Very good post. The question is then how does the mind cut off emotions and what can we do about it?

My personal opinion is that if we cant feel emotion we are cut off from our bodies somehow, what I mean is that when we feel emotion it is felt largely as a body sensation so if we feel love its in our hearts and fear in our stomaches and we have "gut feelings" about things and some people are "a pain in the neck", all emotion is felt in the body. If you cant feel emotion then you are cut off from these sensations and the information and messages which they bring to every situation. Without this information we go into life with a large chunk missing, so therefore we are in a constant state of confusion and anxiety.

All emotion is supposed to flow but we get taught (wrongly) that we should control and reject some emotions, and we discover that the best way to control them is to contract and constrict your body, (for example if you go on a rollercoaster when you are scared you tense up your body to reduce the fear). So if you cant feel emotion I think it is likely that you will have a lot of tensions and blocks in your body, you may not even be conscious of the tensions if you are very disconnected but I bet they still exist.

So therefore one way to access your buried emotions is to work at physicaly releasing your body tensions and blocks which will open you up to experiencing emotion which you have integrate and accept in order for you to become more healty and whole.


----------



## theatreSpell (Jan 18, 2006)

yes, 
i agree with the importance of being physical. in dp there is so much focus on what goes inside our own head that we forget that we can release that tension with physical exercise.

dp is very impressive numbing. last time i was experiecing it, i decided to cut myself to see whether my body still existed, whether i could feel pain. and surprisingly my pain tolerance was extremely high. i didn't cut myself deep but i realised that it didn't hurt as much as it should have and that that meant that i was hyperfocusing on the thoughts inside my head.

why does the mind cut of emotions? i think it can be a learned habit. i certainly catch myself wanting to not feel certain things, or even not want to feel my reactions, my own self. on some deep level, i actually delieve that i don't want to feel because it is too painful to feel. but that is not good. if i don't let myself feel then i'm killing myself emotionally, then i'm cutting myself off from the world.

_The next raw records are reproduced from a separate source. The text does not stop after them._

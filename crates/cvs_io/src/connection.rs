use std::io::{ErrorKind, Read};

use memchr::memchr;
use tracing::debug;

use crate::error::{CommunicationError, IoResultExt};
use crate::server::{ServerConnection, ServerStreams};

const READ_BUFFER_SIZE: usize = 8 * 1024;
const INITIAL_LINE_CAPACITY: usize = 128;

/// Line-framed conversation with a CVS server.
///
/// The connection starts closed. [`open`](Self::open) establishes the
/// underlying [`ServerConnection`]; [`close`](Self::close) drains unread input
/// and releases it, after which the same wrapper may be opened again.
///
/// Lines are terminated by a single `\n`. Incoming bytes are decoded as
/// ISO-8859-1 so that arbitrary server output maps one byte to one character.
/// Outgoing text is written as UTF-8; callers needing exact bytes use
/// [`write_bytes`](Self::write_bytes).
pub struct Connection<S: ServerConnection> {
    server: S,
    established: bool,
    buffer: Box<[u8]>,
    start: usize,
    end: usize,
    line: Vec<u8>,
}

impl<S: ServerConnection> Connection<S> {
    /// Wraps `server` without opening it.
    pub fn new(server: S) -> Self {
        Self {
            server,
            established: false,
            buffer: vec![0; READ_BUFFER_SIZE].into_boxed_slice(),
            start: 0,
            end: 0,
            line: Vec::with_capacity(INITIAL_LINE_CAPACITY),
        }
    }

    /// Opens the underlying server connection. Does nothing when already open.
    pub fn open(&mut self) -> Result<(), S::Error> {
        if self.established {
            return Ok(());
        }
        self.server.open()?;
        self.start = 0;
        self.end = 0;
        self.established = true;
        debug!(target: "cvs::connection", "connection established");
        Ok(())
    }

    /// Reports whether the connection is open.
    pub const fn is_established(&self) -> bool {
        self.established
    }

    /// Returns the wrapped server connection.
    pub const fn server(&self) -> &S {
        &self.server
    }

    /// Drains queued input and releases the server connection.
    ///
    /// Unread buffered bytes are discarded, then the server's queued input is
    /// drained, the output flushed and the input drained once more so the peer
    /// never writes into a closed pipe. The connection is marked closed even
    /// when one of these steps fails; the first failure is returned. Closing a
    /// closed connection is a no-op.
    pub fn close(&mut self) -> Result<(), CommunicationError> {
        if !self.established {
            return Ok(());
        }
        let drained = self.drain_pending();
        self.established = false;
        self.start = 0;
        self.end = 0;
        let released = self.server.close().during("close connection");
        debug!(
            target: "cvs::connection",
            drained = drained.as_ref().ok().copied(),
            "connection closed"
        );
        drained.map(drop).and(released)
    }

    fn drain_pending(&mut self) -> Result<usize, CommunicationError> {
        let mut drained = self.end - self.start;
        self.start = self.end;
        drained += self.server.drain_available().during("drain input")?;
        if let Some(streams) = self.server.streams() {
            streams.output.flush().during("flush output")?;
        }
        drained += self.server.drain_available().during("drain input")?;
        Ok(drained)
    }

    fn streams(&mut self, operation: &'static str) -> Result<ServerStreams<'_>, CommunicationError> {
        if !self.established {
            return Err(CommunicationError::not_established(operation));
        }
        self.server
            .streams()
            .ok_or(CommunicationError::not_established(operation))
    }

    /// Writes `text` and flushes.
    pub fn write(&mut self, text: &str) -> Result<(), CommunicationError> {
        self.send(text.as_bytes(), false, "write")
    }

    /// Writes `text` followed by `\n` and flushes.
    pub fn write_line(&mut self, text: &str) -> Result<(), CommunicationError> {
        self.send(text.as_bytes(), true, "write line")
    }

    /// Writes raw bytes and flushes.
    pub fn write_bytes(&mut self, bytes: &[u8]) -> Result<(), CommunicationError> {
        self.send(bytes, false, "write")
    }

    fn send(
        &mut self,
        bytes: &[u8],
        terminate: bool,
        operation: &'static str,
    ) -> Result<(), CommunicationError> {
        let streams = self.streams(operation)?;
        if terminate {
            let mut framed = Vec::with_capacity(bytes.len() + 1);
            framed.extend_from_slice(bytes);
            framed.push(b'\n');
            streams.output.write_all(&framed).during(operation)?;
        } else {
            streams.output.write_all(bytes).during(operation)?;
        }
        streams.output.flush().during(operation)
    }

    /// Flushes buffered output.
    pub fn flush(&mut self) -> Result<(), CommunicationError> {
        let streams = self.streams("flush")?;
        streams.output.flush().during("flush")
    }

    /// Reads the next line, without its terminator, decoded as ISO-8859-1.
    ///
    /// End of stream terminates the line; at end of stream an empty string is
    /// returned.
    pub fn read_line(&mut self) -> Result<String, CommunicationError> {
        let bytes = self.read_line_bytes()?;
        Ok(protocol::latin1_to_string(bytes))
    }

    /// Reads the next line as raw bytes, without its terminator.
    ///
    /// The returned slice borrows an internal buffer that is reused by the
    /// next read.
    pub fn read_line_bytes(&mut self) -> Result<&[u8], CommunicationError> {
        if !self.established {
            return Err(CommunicationError::not_established("read line"));
        }
        self.line.clear();
        loop {
            if self.start == self.end && self.fill("read line")? == 0 {
                break;
            }
            let pending = &self.buffer[self.start..self.end];
            if let Some(index) = memchr(b'\n', pending) {
                self.line.extend_from_slice(&pending[..index]);
                self.start += index + 1;
                break;
            }
            self.line.extend_from_slice(pending);
            self.start = self.end;
        }
        Ok(&self.line)
    }

    /// Fills `buf` completely from the server.
    pub fn read_exact(&mut self, buf: &mut [u8]) -> Result<(), CommunicationError> {
        if !self.established {
            return Err(CommunicationError::not_established("read"));
        }
        let mut filled = 0;
        while filled < buf.len() {
            if self.start == self.end && self.fill("read")? == 0 {
                return Err(CommunicationError::io(
                    "read",
                    ErrorKind::UnexpectedEof.into(),
                ));
            }
            let available = (self.end - self.start).min(buf.len() - filled);
            buf[filled..filled + available]
                .copy_from_slice(&self.buffer[self.start..self.start + available]);
            self.start += available;
            filled += available;
        }
        Ok(())
    }

    fn fill(&mut self, operation: &'static str) -> Result<usize, CommunicationError> {
        let streams = self
            .server
            .streams()
            .ok_or(CommunicationError::not_established(operation))?;
        let read = read_retrying(streams.input, &mut self.buffer).during(operation)?;
        self.start = 0;
        self.end = read;
        Ok(read)
    }
}

fn read_retrying(input: &mut dyn Read, buf: &mut [u8]) -> std::io::Result<usize> {
    loop {
        match input.read(buf) {
            Err(error) if error.kind() == ErrorKind::Interrupted => {}
            other => return other,
        }
    }
}

impl<S: ServerConnection> Drop for Connection<S> {
    fn drop(&mut self) {
        let _ = self.close();
    }
}

impl<S: ServerConnection> std::fmt::Debug for Connection<S> {
    fn fmt(&self, f: &mut std::fmt::Formatter<'_>) -> std::fmt::Result {
        f.debug_struct("Connection")
            .field("established", &self.established)
            .field("buffered", &(self.end - self.start))
            .finish_non_exhaustive()
    }
}
use std::io;

use thiserror::Error;

/// Failure of an I/O operation on a [`crate::Connection`].
#[derive(Debug, Error)]
pub enum CommunicationError {
    /// The operation was attempted while the connection was closed.
    #[error("cannot {operation}: connection is not established")]
    NotEstablished {
        /// Name of the rejected operation.
        operation: &'static str,
    },
    /// The underlying stream reported an error.
    #[error("failed to {operation} on server connection: {source}")]
    Io {
        /// Name of the failed operation.
        operation: &'static str,
        /// Underlying I/O error.
        #[source]
        source: io::Error,
    },
}

impl CommunicationError {
    pub(crate) const fn not_established(operation: &'static str) -> Self {
        Self::NotEstablished { operation }
    }

    pub(crate) const fn io(operation: &'static str, source: io::Error) -> Self {
        Self::Io { operation, source }
    }

    /// Returns the name of the operation that failed.
    #[must_use]
    pub const fn operation(&self) -> &'static str {
        match self {
            Self::NotEstablished { operation } | Self::Io { operation, .. } => operation,
        }
    }

    /// Returns the I/O error kind when the failure came from the stream.
    #[must_use]
    pub fn io_kind(&self) -> Option<io::ErrorKind> {
        match self {
            Self::Io { source, .. } => Some(source.kind()),
            Self::NotEstablished { .. } => None,
        }
    }
}

/// Attaches an operation name to I/O results.
pub(crate) trait IoResultExt<T> {
    fn during(self, operation: &'static str) -> Result<T, CommunicationError>;
}

impl<T> IoResultExt<T> for io::Result<T> {
    fn during(self, operation: &'static str) -> Result<T, CommunicationError> {
        self.map_err(|source| CommunicationError::io(operation, source))
    }
}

the mind cuts off emotions when they are too overwhelming to feel/to process, when we are not ready for whatever it is that triggered it. however, if we supress these emotions they won't go away. a emotional shutdown is a sign that some things have not been processed. instead of burring them and not touching them we need to look at why it hurts us so much, why we can't handle them. chances are at the bottom of a seemly complicated problem there is a very simple emotion, like loneliness, or worthlessness for example. it is from these that we get all other emotions like jealousy, anger, sadness and i think DP.

so yea, do physical exercises, and let yourself feel. for me dp is like a massive identity crisis, a split from myself which says that there is something about me that i really don't like and don't want to pay attention to. but the thing is you DON"T have to be your worst enemy.

i trully do believe that the answer is self-love and acceptance coupled together with an active life style which brings stimulating change. 
i tend to be anti-medication so i would say therapy would be a good start. it's all about your relationship with your own self.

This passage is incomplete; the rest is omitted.